Records shown -
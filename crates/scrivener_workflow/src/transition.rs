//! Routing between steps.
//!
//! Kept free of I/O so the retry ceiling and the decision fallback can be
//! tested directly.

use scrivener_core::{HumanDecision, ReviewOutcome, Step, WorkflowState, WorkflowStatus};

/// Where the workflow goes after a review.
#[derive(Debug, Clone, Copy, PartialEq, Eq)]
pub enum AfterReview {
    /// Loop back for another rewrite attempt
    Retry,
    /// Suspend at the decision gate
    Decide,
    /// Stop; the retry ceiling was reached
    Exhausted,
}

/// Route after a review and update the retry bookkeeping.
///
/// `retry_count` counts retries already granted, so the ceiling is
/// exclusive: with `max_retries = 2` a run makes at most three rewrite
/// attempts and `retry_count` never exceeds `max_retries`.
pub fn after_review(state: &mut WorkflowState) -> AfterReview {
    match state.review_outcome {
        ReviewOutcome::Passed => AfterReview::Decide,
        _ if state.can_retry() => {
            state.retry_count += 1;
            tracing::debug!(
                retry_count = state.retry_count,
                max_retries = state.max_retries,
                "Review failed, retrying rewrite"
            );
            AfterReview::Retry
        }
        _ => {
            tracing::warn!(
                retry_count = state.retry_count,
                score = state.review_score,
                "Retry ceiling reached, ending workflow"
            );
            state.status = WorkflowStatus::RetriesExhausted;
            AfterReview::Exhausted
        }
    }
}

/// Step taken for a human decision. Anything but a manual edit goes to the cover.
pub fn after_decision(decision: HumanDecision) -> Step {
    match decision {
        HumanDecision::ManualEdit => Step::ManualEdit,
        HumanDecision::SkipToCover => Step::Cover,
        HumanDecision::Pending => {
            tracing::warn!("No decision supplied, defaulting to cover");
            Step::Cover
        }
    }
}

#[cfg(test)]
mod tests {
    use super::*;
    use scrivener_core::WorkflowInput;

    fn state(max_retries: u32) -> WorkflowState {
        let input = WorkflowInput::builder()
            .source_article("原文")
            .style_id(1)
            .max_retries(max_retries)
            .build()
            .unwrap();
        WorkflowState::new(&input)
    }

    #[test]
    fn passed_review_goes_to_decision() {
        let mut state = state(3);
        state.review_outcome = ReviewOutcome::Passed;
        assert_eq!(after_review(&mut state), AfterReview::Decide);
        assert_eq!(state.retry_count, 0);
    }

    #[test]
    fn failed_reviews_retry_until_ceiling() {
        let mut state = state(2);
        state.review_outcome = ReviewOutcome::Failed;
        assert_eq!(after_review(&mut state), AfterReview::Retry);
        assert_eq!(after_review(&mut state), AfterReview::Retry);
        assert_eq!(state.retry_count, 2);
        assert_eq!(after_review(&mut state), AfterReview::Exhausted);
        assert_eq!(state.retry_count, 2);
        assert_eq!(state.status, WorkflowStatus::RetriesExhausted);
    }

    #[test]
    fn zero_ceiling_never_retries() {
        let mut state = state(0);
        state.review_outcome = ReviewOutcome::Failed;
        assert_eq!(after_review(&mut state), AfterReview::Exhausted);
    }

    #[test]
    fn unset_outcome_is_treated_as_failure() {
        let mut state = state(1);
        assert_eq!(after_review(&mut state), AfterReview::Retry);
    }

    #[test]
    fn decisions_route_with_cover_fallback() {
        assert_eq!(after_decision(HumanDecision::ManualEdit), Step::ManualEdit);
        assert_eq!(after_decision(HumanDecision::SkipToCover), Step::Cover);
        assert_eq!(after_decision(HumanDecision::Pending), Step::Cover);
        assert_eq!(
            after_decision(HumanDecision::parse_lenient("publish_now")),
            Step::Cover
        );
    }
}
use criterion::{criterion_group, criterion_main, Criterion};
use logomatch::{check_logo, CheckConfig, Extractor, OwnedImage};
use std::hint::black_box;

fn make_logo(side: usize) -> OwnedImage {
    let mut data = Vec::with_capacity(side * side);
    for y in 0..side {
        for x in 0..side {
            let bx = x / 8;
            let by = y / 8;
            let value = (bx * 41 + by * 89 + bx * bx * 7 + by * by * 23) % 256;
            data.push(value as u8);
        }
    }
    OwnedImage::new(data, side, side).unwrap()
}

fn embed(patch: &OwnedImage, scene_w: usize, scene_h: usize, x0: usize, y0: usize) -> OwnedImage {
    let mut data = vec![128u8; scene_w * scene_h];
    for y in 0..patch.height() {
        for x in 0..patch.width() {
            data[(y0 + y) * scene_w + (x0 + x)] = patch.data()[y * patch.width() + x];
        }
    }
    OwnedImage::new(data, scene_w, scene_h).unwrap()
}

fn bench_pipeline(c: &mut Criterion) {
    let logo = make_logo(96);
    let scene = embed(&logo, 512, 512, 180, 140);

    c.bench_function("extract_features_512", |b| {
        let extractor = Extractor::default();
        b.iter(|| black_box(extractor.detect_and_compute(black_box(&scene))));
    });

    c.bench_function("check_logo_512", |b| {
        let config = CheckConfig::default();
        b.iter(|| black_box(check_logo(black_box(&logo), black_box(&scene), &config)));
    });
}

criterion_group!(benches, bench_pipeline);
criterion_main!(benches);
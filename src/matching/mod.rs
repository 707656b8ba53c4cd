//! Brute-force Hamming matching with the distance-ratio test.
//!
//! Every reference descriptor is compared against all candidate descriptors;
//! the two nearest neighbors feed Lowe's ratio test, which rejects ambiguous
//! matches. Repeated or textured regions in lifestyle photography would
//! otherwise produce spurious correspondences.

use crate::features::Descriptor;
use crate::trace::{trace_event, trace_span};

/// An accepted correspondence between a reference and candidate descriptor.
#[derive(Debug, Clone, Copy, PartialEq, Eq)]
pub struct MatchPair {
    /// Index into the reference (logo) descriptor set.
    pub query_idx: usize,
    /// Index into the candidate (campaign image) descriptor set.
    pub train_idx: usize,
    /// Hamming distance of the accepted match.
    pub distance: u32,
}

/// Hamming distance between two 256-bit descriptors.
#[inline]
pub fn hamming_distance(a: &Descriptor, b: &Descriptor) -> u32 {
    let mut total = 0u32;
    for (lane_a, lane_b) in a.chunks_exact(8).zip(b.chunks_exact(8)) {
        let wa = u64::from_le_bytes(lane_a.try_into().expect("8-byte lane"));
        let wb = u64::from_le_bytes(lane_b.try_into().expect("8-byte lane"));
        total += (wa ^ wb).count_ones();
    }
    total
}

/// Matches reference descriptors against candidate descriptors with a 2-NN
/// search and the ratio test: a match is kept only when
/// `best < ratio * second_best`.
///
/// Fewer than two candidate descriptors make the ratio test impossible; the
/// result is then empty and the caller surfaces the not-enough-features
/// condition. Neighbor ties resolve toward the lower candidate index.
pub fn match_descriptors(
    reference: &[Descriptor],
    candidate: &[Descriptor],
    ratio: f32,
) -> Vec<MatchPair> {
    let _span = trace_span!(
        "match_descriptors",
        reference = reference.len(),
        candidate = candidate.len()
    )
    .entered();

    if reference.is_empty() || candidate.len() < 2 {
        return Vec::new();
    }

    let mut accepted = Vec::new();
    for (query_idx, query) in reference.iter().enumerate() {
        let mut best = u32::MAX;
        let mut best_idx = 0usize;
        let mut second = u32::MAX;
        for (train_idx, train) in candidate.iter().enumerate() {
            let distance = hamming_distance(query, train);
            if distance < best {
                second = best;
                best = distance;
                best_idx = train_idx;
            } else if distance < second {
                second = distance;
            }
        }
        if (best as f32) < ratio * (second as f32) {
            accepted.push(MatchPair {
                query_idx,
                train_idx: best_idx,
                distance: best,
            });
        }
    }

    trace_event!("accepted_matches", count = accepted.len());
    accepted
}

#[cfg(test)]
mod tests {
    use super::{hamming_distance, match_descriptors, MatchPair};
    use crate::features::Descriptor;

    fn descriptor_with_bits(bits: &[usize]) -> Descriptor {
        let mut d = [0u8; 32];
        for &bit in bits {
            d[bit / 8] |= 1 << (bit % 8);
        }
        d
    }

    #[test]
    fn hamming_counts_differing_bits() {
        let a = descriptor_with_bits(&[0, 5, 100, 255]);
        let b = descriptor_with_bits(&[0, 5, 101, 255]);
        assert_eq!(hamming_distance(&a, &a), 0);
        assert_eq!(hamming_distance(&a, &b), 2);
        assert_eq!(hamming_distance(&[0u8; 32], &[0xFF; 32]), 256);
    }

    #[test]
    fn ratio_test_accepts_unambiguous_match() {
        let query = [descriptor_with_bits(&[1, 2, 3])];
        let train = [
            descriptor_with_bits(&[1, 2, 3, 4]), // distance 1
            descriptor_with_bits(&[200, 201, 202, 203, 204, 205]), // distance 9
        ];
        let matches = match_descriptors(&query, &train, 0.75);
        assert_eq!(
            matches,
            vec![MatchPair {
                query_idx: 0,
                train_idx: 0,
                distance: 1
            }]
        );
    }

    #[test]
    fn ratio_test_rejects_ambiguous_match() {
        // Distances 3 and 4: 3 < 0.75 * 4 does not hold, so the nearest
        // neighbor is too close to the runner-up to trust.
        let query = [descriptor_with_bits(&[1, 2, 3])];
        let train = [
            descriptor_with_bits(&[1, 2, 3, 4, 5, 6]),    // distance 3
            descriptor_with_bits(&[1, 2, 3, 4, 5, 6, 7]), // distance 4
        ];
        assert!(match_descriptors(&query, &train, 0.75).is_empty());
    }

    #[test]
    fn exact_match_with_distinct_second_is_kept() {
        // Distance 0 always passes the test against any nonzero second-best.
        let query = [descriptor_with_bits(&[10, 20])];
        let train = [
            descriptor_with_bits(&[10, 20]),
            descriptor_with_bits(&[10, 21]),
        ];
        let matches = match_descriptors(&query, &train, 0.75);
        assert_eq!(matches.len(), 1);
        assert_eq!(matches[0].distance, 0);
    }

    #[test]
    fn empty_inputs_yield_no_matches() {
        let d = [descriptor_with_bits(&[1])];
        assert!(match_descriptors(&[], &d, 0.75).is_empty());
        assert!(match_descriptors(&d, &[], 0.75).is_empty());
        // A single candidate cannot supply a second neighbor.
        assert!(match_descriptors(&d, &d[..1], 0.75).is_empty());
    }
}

Task objective -
Here the job is to set down exactly the lines of the material above that fall between the one with "fn state(max_retries: u32)" and the one with "let mut state = state(0);", inclusive, and nothing beyond them.

Reply to the exercise -
    fn state(max_retries: u32) -> WorkflowState {
        let input = WorkflowInput::builder()
            .source_article("原文")
            .style_id(1)
            .max_retries(max_retries)
            .build()
            .unwrap();
        WorkflowState::new(&input)
    }

    #[test]
    fn passed_review_goes_to_decision() {
        let mut state = state(3);
        state.review_outcome = ReviewOutcome::Passed;
        assert_eq!(after_review(&mut state), AfterReview::Decide);
        assert_eq!(state.retry_count, 0);
    }

    #[test]
    fn failed_reviews_retry_until_ceiling() {
        let mut state = state(2);
        state.review_outcome = ReviewOutcome::Failed;
        assert_eq!(after_review(&mut state), AfterReview::Retry);
        assert_eq!(after_review(&mut state), AfterReview::Retry);
        assert_eq!(state.retry_count, 2);
        assert_eq!(after_review(&mut state), AfterReview::Exhausted);
        assert_eq!(state.retry_count, 2);
        assert_eq!(state.status, WorkflowStatus::RetriesExhausted);
    }

    #[test]
    fn zero_ceiling_never_retries() {
        let mut state = state(0);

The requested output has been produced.